SAPHO (synovitis, acne, pustulosis, hyperostosis, osteitis) syndrome is a rare and often misdiagnosed autoinflammatory condition characterized by an assortment of osteoarticular and dermatological manifestations. We report a case of a 27-year-old female who presented with undiagnosed SAPHO syndrome that mimicked acute osteomyelitis of the 5th digit. The patient had a one-month history of a painful erythematous and edematous 5th digit with intermittent fevers that were recalcitrant to both oral and intravenous antibiotics. Radiographic and advanced imaging displayed inflammatory osteitis, which is commonly seen in cases of osteomyelitis. The patient was referred to rheumatology and diagnosed with SAPHO syndrome.

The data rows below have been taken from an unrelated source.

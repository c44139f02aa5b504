// Thu Oct 15 2026 - Alex

use crate::binary::BinaryInfo;
use crate::catalog::Invocable;
use crate::output::Bundle;
use std::borrow::Cow;

pub const CSV_HEADER: [&str; 15] = [
    "Function",
    "Ordinal",
    "Hint",
    "RVA",
    "ForwardedTo",
    "ReturnType",
    "Parameters",
    "Signature",
    "DocComment",
    "HeaderFile",
    "Line",
    "Demangled",
    "DocFiles",
    "IsSigned",
    "Publisher",
];

/// RFC 4180 quoting: fields holding a comma, quote or line break are wrapped
/// in quotes with inner quotes doubled.
pub fn escape_field(field: &str) -> Cow<'_, str> {
    if field.contains(|c: char| matches!(c, ',' | '"' | '\n' | '\r')) {
        Cow::Owned(format!("\"{}\"", field.replace('"', "\"\"")))
    } else {
        Cow::Borrowed(field)
    }
}

pub fn render_csv(bundle: &Bundle) -> String {
    let mut csv = String::new();
    csv.push_str(&CSV_HEADER.join(","));
    csv.push('\n');

    for invocable in &bundle.invocables {
        let fields = row(invocable, &bundle.binary);
        let line: Vec<Cow<'_, str>> = fields.iter().map(|f| escape_field(f)).collect();
        csv.push_str(&line.join(","));
        csv.push('\n');
    }

    csv
}

fn row(inv: &Invocable, binary: &BinaryInfo) -> [String; 15] {
    let opt = |v: &Option<String>| v.clone().unwrap_or_default();
    [
        inv.name.clone(),
        inv.ordinal.map(|o| o.to_string()).unwrap_or_default(),
        opt(&inv.hint),
        opt(&inv.rva),
        opt(&inv.evidence.forwarded_to),
        opt(&inv.signature.return_type),
        opt(&inv.signature.parameters),
        opt(&inv.signature.full_prototype),
        opt(&inv.documentation.description),
        opt(&inv.documentation.source_file),
        inv.documentation.source_line.map(|l| l.to_string()).unwrap_or_default(),
        opt(&inv.evidence.demangled_name),
        inv.documentation.references.join(";"),
        binary.is_signed.to_string(),
        opt(&binary.publisher),
    ]
}
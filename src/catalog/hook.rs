// Thu Oct 15 2026 - Alex

use crate::catalog::invocable::Invocable;
use serde_json::{Map, Value};
use thiserror::Error;

#[derive(Debug, Error)]
pub enum InvokeError {
    #[error("invocation of {0} is not supported")]
    Unsupported(String),
    #[error("invalid arguments for {name}: {message}")]
    InvalidArguments { name: String, message: String },
    #[error("invocation of {name} failed: {message}")]
    Failed { name: String, message: String },
}

/// Front ends that can actually call a catalog entry implement this. The
/// catalog itself never executes anything.
pub trait InvokeHook {
    fn invoke(&self, entry: &Invocable, args: &Map<String, Value>) -> Result<Value, InvokeError>;

    fn supports(&self, _entry: &Invocable) -> bool {
        true
    }
}
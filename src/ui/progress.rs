// Thu Oct 15 2026 - Alex

use crate::pipeline::{PipelineObserver, Stage};
use colored::Colorize;
use indicatif::{ProgressBar, ProgressStyle};
use std::time::Duration;

/// Spinner showing the current pipeline stage; completed stages are printed
/// above it.
pub struct StageSpinner {
    bar: ProgressBar,
}

impl StageSpinner {
    pub fn new(enabled: bool) -> Self {
        if !enabled {
            return Self {
                bar: ProgressBar::hidden(),
            };
        }

        let bar = ProgressBar::new_spinner();
        let style = ProgressStyle::default_spinner()
            .template("{spinner:.cyan} {msg}")
            .unwrap_or_else(|_| ProgressStyle::default_spinner())
            .tick_chars("⠋⠙⠹⠸⠼⠴⠦⠧⠇⠏");
        bar.set_style(style);
        bar.enable_steady_tick(Duration::from_millis(80));
        Self { bar }
    }

    pub fn finish(&self) {
        self.bar.finish_and_clear();
    }
}

impl PipelineObserver for StageSpinner {
    fn stage_started(&self, stage: Stage) {
        self.bar.set_message(format!("{}...", stage.name()));
    }

    fn stage_finished(&self, stage: Stage, detail: &str) {
        if !self.bar.is_hidden() {
            self.bar.println(format!("{} {}: {}", "[+]".green(), stage.name(), detail));
        }
    }
}
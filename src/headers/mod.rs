// Thu Oct 15 2026 - Alex

pub mod comments;
pub mod correlator;
pub mod declaration;
pub mod doc_comment;

pub use comments::CommentSpans;
pub use correlator::{match_in_text, Candidate, CorpusScanStats, CorrelationReport, HeaderCorrelator, MatchInfo};
pub use declaration::{clean_return_type, find_declaration, Declaration};
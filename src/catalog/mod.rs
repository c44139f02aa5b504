// Thu Oct 15 2026 - Alex

pub mod assemble;
pub mod hook;
pub mod invocable;
pub mod summary;

pub use assemble::{merge_external, AssemblyInputs, CatalogAssembler, NATIVE_DISCOVERY};
pub use hook::{InvokeError, InvokeHook};
pub use invocable::{Documentation, Evidence, Execution, Invocable, InvocableKind, Signature};
pub use summary::{ConfidenceSummary, RunConditions, TierCount, TierSample};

This diagnosis stemmed from the emergence of concurrent symptoms, including anterior chest pain, pustular acne, knee joint pain, and aphthous ulcerations, accompanied by intermittent low-grade fevers. The patient exhibited a notable response to the initiation of Humira, Methotrexate, and Plaquenil therapy. Although she has not fully reached her baseline, there has been a significant improvement in her condition. Our case report underscores the significance of considering atypical rheumatological diseases as potential differential diagnoses in the assessment of patients presenting with symptoms suggestive of chronic, recurrent osteomyelitis, particularly in instances where conventional treatments for infectious causes have proven ineffective.